▶ [INFORMATION SUPPLIED]:
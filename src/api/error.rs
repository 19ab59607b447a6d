//! API error types with structured JSON responses.
//!
//! Every failure maps to a distinct code and an actionable French message —
//! triage penalizes ambiguity, so there is no generic "something went
//! wrong" variant exposed to patients.

use axum::http::StatusCode;
use axum::response::{IntoResponse, Response};
use axum::Json;
use serde::Serialize;

use crate::intake::IntakeError;
use crate::routing::RoutingError;

/// Structured error response body.
#[derive(Debug, Serialize)]
pub struct ErrorBody {
    pub error: ErrorDetail,
}

#[derive(Debug, Serialize)]
pub struct ErrorDetail {
    pub code: &'static str,
    pub message: String,
}

/// API-level errors with HTTP status mapping.
#[derive(Debug, thiserror::Error)]
pub enum ApiError {
    #[error("Invalid request: {0}")]
    BadRequest(String),
    #[error("Empty answer")]
    EmptyAnswer,
    #[error("Intake session not found")]
    SessionNotFound,
    #[error("Intake already complete")]
    SessionComplete,
    #[error("Intake not finished")]
    IntakeIncomplete,
    #[error("Synthesis failed: {0}")]
    SynthesisFailed(String),
    #[error("Persistence failed: {0}")]
    PersistenceFailed(String),
    #[error("Case not found")]
    CaseNotFound,
    #[error("Case already treated")]
    AlreadyTreated,
    #[error("Internal error: {0}")]
    Internal(String),
}

impl IntoResponse for ApiError {
    fn into_response(self) -> Response {
        let (status, code, message) = match &self {
            ApiError::BadRequest(detail) => {
                (StatusCode::BAD_REQUEST, "BAD_REQUEST", detail.clone())
            }
            ApiError::EmptyAnswer => (
                StatusCode::UNPROCESSABLE_ENTITY,
                "EMPTY_ANSWER",
                "Votre réponse est vide. Décrivez votre symptôme puis renvoyez.".to_string(),
            ),
            ApiError::SessionNotFound => (
                StatusCode::NOT_FOUND,
                "SESSION_NOT_FOUND",
                "Cette conversation n'existe plus. Démarrez un nouveau diagnostic.".to_string(),
            ),
            ApiError::SessionComplete => (
                StatusCode::CONFLICT,
                "SESSION_COMPLETE",
                "Le questionnaire est déjà terminé. Réinitialisez pour recommencer.".to_string(),
            ),
            ApiError::IntakeIncomplete => (
                StatusCode::CONFLICT,
                "INTAKE_INCOMPLETE",
                "Répondez d'abord aux 7 questions du questionnaire.".to_string(),
            ),
            ApiError::SynthesisFailed(detail) => {
                tracing::warn!(detail, "synthesis failed");
                (
                    StatusCode::BAD_GATEWAY,
                    "SYNTHESIS_FAILED",
                    "L'analyse n'a pas abouti. Réessayez dans quelques instants.".to_string(),
                )
            }
            ApiError::PersistenceFailed(detail) => {
                tracing::error!(detail, "persistence failed");
                (
                    StatusCode::BAD_GATEWAY,
                    "PERSISTENCE_FAILED",
                    "Votre dossier n'a pas pu être enregistré. Aucun médecin n'a été \
                     assigné — réessayez."
                        .to_string(),
                )
            }
            ApiError::CaseNotFound => (
                StatusCode::NOT_FOUND,
                "CASE_NOT_FOUND",
                "Ce diagnostic n'existe pas ou a été supprimé.".to_string(),
            ),
            ApiError::AlreadyTreated => (
                StatusCode::CONFLICT,
                "ALREADY_TREATED",
                "Ce diagnostic a déjà été traité.".to_string(),
            ),
            ApiError::Internal(detail) => {
                tracing::error!(detail, "API internal error");
                (
                    StatusCode::INTERNAL_SERVER_ERROR,
                    "INTERNAL",
                    "Une erreur interne est survenue.".to_string(),
                )
            }
        };

        let body = ErrorBody {
            error: ErrorDetail { code, message },
        };
        (status, Json(body)).into_response()
    }
}

impl From<RoutingError> for ApiError {
    fn from(err: RoutingError) -> Self {
        match err {
            RoutingError::SessionNotFound(_) => ApiError::SessionNotFound,
            RoutingError::Intake(IntakeError::EmptyAnswer) => ApiError::EmptyAnswer,
            RoutingError::Intake(IntakeError::SessionComplete) => ApiError::SessionComplete,
            RoutingError::Intake(IntakeError::NotReady) => ApiError::IntakeIncomplete,
            RoutingError::SynthesisFailed(e) => ApiError::SynthesisFailed(e.to_string()),
            RoutingError::PersistenceFailed(e) => ApiError::PersistenceFailed(e.to_string()),
            RoutingError::CaseNotFound(_) => ApiError::CaseNotFound,
            RoutingError::AlreadyTreated(_) => ApiError::AlreadyTreated,
        }
    }
}

#[cfg(test)]
mod tests {
    use super::*;
    use http_body_util::BodyExt;

    async fn body_json(response: Response) -> serde_json::Value {
        let body = response.into_body().collect().await.unwrap().to_bytes();
        serde_json::from_slice(&body).unwrap()
    }

    #[tokio::test]
    async fn empty_answer_returns_422() {
        let response = ApiError::EmptyAnswer.into_response();
        assert_eq!(response.status(), StatusCode::UNPROCESSABLE_ENTITY);
        let json = body_json(response).await;
        assert_eq!(json["error"]["code"], "EMPTY_ANSWER");
        assert!(json["error"]["message"].as_str().unwrap().contains("vide"));
    }

    #[tokio::test]
    async fn session_not_found_returns_404() {
        let response = ApiError::SessionNotFound.into_response();
        assert_eq!(response.status(), StatusCode::NOT_FOUND);
        let json = body_json(response).await;
        assert_eq!(json["error"]["code"], "SESSION_NOT_FOUND");
    }

    #[tokio::test]
    async fn session_complete_returns_409() {
        let response = ApiError::SessionComplete.into_response();
        assert_eq!(response.status(), StatusCode::CONFLICT);
    }

    #[tokio::test]
    async fn synthesis_failure_returns_502() {
        let response = ApiError::SynthesisFailed("timeout".into()).into_response();
        assert_eq!(response.status(), StatusCode::BAD_GATEWAY);
        let json = body_json(response).await;
        assert_eq!(json["error"]["code"], "SYNTHESIS_FAILED");
        // Backend detail stays server-side; patients get an actionable message.
        assert!(!json["error"]["message"].as_str().unwrap().contains("timeout"));
    }

    #[tokio::test]
    async fn persistence_failure_says_no_doctor_was_assigned() {
        let response = ApiError::PersistenceFailed("boom".into()).into_response();
        assert_eq!(response.status(), StatusCode::BAD_GATEWAY);
        let json = body_json(response).await;
        assert!(json["error"]["message"]
            .as_str()
            .unwrap()
            .contains("Aucun médecin"));
    }

    #[tokio::test]
    async fn already_treated_returns_409() {
        let response = ApiError::AlreadyTreated.into_response();
        assert_eq!(response.status(), StatusCode::CONFLICT);
        let json = body_json(response).await;
        assert_eq!(json["error"]["code"], "ALREADY_TREATED");
    }

    #[tokio::test]
    async fn internal_hides_details() {
        let response = ApiError::Internal("lock poisoned".into()).into_response();
        assert_eq!(response.status(), StatusCode::INTERNAL_SERVER_ERROR);
        let json = body_json(response).await;
        assert!(!json["error"]["message"]
            .as_str()
            .unwrap()
            .contains("poisoned"));
    }

    #[test]
    fn routing_errors_map_to_distinct_codes() {
        use uuid::Uuid;
        let id = Uuid::new_v4();

        assert!(matches!(
            ApiError::from(RoutingError::SessionNotFound(id)),
            ApiError::SessionNotFound
        ));
        assert!(matches!(
            ApiError::from(RoutingError::Intake(IntakeError::EmptyAnswer)),
            ApiError::EmptyAnswer
        ));
        assert!(matches!(
            ApiError::from(RoutingError::Intake(IntakeError::SessionComplete)),
            ApiError::SessionComplete
        ));
        assert!(matches!(
            ApiError::from(RoutingError::Intake(IntakeError::NotReady)),
            ApiError::IntakeIncomplete
        ));
        assert!(matches!(
            ApiError::from(RoutingError::CaseNotFound(id)),
            ApiError::CaseNotFound
        ));
        assert!(matches!(
            ApiError::from(RoutingError::AlreadyTreated(id)),
            ApiError::AlreadyTreated
        ));
    }
}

▶ [REQUIRED ACTION]:
In the entries above, identify each line that includes the string "SessionNotFound", then copy it.

▶ [EXERCISE RESULT]:
    SessionNotFound,
            ApiError::SessionNotFound => (
            RoutingError::SessionNotFound(_) => ApiError::SessionNotFound,
        let response = ApiError::SessionNotFound.into_response();
            ApiError::from(RoutingError::SessionNotFound(id)),
            ApiError::SessionNotFound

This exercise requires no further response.